Des hauts et des bas

par Catherine Lahmi-Tassara

La scène se passe dans une classe de CP, au mois d’octobre. 

La maîtresse, un élève ;

au fond de la scène, les autres élèves qui écoutent, curieux.

La maîtresse (M) : Alors, Alexandre, qu’est-ce que tu vois ? [Je lui montre un a]

L’élève (E) : Un o.
M. : Encore ! Voilà un mois que je lui dis tous les jours la même chose ! Ici il y a une boucle en haut, là il y a une canne vers le bas, [bla bla bla…] Bon reprenons calmement. 
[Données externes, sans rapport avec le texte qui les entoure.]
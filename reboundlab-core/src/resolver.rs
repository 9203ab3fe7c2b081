//! Outcome resolution: the drop event state machine.
//!
//! From an event, walk forward bar by bar:
//! `AwaitingResolution → {Recovered, StoppedOut, Unresolved}`.
//!
//! Targets are measured from the event low (the trough), not the reference
//! open. On each present bar the stop-loss is checked first, then the gain
//! target; the first crossing wins. If the horizon runs out the event is
//! `Unresolved` at the close of the last examined bar. Missing forward data is
//! a valid terminal state, never an error.
//!
//! The walk is unit-agnostic: daily and minute series resolve identically.

use chrono::NaiveDateTime;
use serde::{Deserialize, Serialize};

use crate::domain::{DropEvent, Outcome, PriceBar, PriceSeries, ResolvedEvent, RuleParameters};

/// How the horizon is counted.
#[derive(Debug, Clone, Copy, PartialEq, Eq, Default, Serialize, Deserialize)]
#[serde(rename_all = "snake_case")]
pub enum ForwardWindow {
    /// The next `horizon` bars present in the series. Gaps consume nothing.
    #[default]
    PresentBars,
    /// Bars timestamped within `horizon` interval units of the detection time.
    /// Gaps consume horizon.
    Elapsed,
}

impl std::str::FromStr for ForwardWindow {
    type Err = String;

    fn from_str(s: &str) -> Result<Self, Self::Err> {
        match s {
            "present_bars" | "bars" => Ok(Self::PresentBars),
            "elapsed" | "calendar" => Ok(Self::Elapsed),
            other => Err(format!(
                "unknown forward window '{other}' (expected present_bars or elapsed)"
            )),
        }
    }
}

/// Price levels derived from the event low.
#[derive(Debug, Clone, Copy, PartialEq)]
pub struct ExitLevels {
    pub gain_fraction: f64,
    pub gain_price: f64,
    pub stop_loss_price: Option<f64>,
}

impl ExitLevels {
    pub fn from_event(event: &DropEvent, params: &RuleParameters) -> Self {
        let base = event.event_low;
        Self {
            gain_fraction: params.gain_threshold,
            gain_price: base * (1.0 + params.gain_threshold),
            stop_loss_price: params.stop_loss_threshold.map(|s| base * (1.0 - s)),
        }
    }
}

/// Classify one event. Deterministic, never fails.
pub fn resolve(
    series: &PriceSeries,
    event: &DropEvent,
    params: &RuleParameters,
    window: ForwardWindow,
) -> Outcome {
    let levels = ExitLevels::from_event(event, params);
    let forward = series.bars().get(event.bar_index + 1..).unwrap_or(&[]);
    let present = forward.iter().filter(|b| !b.is_void());

    match window {
        ForwardWindow::PresentBars => walk(event, &levels, present.take(params.horizon)),
        ForwardWindow::Elapsed => match elapsed_deadline(series, event, params.horizon) {
            Some(deadline) => walk(
                event,
                &levels,
                present.take_while(|b| b.timestamp <= deadline),
            ),
            // Beyond the representable calendar: every forward bar is in range.
            None => walk(event, &levels, present),
        },
    }
}

/// Last timestamp inside an elapsed-time horizon, `None` on overflow.
fn elapsed_deadline(
    series: &PriceSeries,
    event: &DropEvent,
    horizon: usize,
) -> Option<NaiveDateTime> {
    let steps = i32::try_from(horizon).ok()?;
    let span = series.interval.unit().checked_mul(steps)?;
    event.detected_at.checked_add_signed(span)
}

fn walk<'a>(
    event: &DropEvent,
    levels: &ExitLevels,
    bars: impl Iterator<Item = &'a PriceBar>,
) -> Outcome {
    let mut last_observed_price = event.event_low;
    let mut last_observed_at: NaiveDateTime = event.detected_at;
    let mut bars_observed = 0;

    for bar in bars {
        last_observed_price = bar.close;
        last_observed_at = bar.timestamp;
        bars_observed += 1;

        if let Some(stop) = levels.stop_loss_price {
            if bar.low <= stop {
                return Outcome::StoppedOut {
                    resolved_at: bar.timestamp,
                    resolution_price: stop,
                };
            }
        }
        if bar.high >= levels.gain_price {
            return Outcome::Recovered {
                resolved_at: bar.timestamp,
                resolution_price: levels.gain_price,
                realized_gain: levels.gain_fraction,
            };
        }
    }

    Outcome::Unresolved {
        last_observed_price,
        last_observed_at,
        bars_observed,
    }
}

/// Resolve every event, preserving order. One outcome per event.
pub fn resolve_all(
    series: &PriceSeries,
    events: Vec<DropEvent>,
    params: &RuleParameters,
    window: ForwardWindow,
) -> Vec<ResolvedEvent> {
    events
        .into_iter()
        .map(|event| {
            let outcome = resolve(series, &event, params, window);
            ResolvedEvent { event, outcome }
        })
        .collect()
}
M. : Regarde, tu vois ici…

[Mais… qu’est-ce que je fais là ? Je fais exactement le contraire de ce que j’ai vu pendant mon stage de formation à l’E.d.E. ! Bon, et si je m’y prenais autrement ? Peut-être faudrait-il connaître sa représentation des choses ?]

M. : Tu peux venir au tableau, s’il te plaît ? [Alexandre se rend alors au tableau.]

M. : Dessine un o. ? [Alexandre écrit le « o »]

M. : Est-ce que tu veux bien que je te questionne sur comment tu as fait pour dessiner ce O ?

[Alexandre donne son accord. Le contrat ainsi passé, j’utilise alors un questionnement basé sur la fragmentation de l’action afin de trouver à quel moment Alexandre avait cessé d’avoir des points de repère :]

 

M. : Par quoi tu as commencé ?

A. :J’ai commencé par là – [Alexandre montre là où il a posé la craie en premier]

M. : Qu’est-ce que tu as fait juste après ?

A. :J’ai tourné comme ça – [Alexandre mime son geste. ]

M. : Et ensuite ?

A. :Je suis revenu – [Toujours en mimant le geste. ]

M. : Et en dernier, tu as fait quoi ?

A. :J’ai fait comme ça. – dit-il [en faisant un vague geste vers la droite.]

M. : Maintenant, tu vas dessiner un a, s’il te plaît.

[Même contrat et même type de questionnement. Alexandre redonne les mêmes réponses et mime les mêmes gestes.]

M. : Et en dernier, tu as fait quoi ? A. :J’ai fait comme ça. dit-il [en faisant le même vague geste vers la droite que précédemment.]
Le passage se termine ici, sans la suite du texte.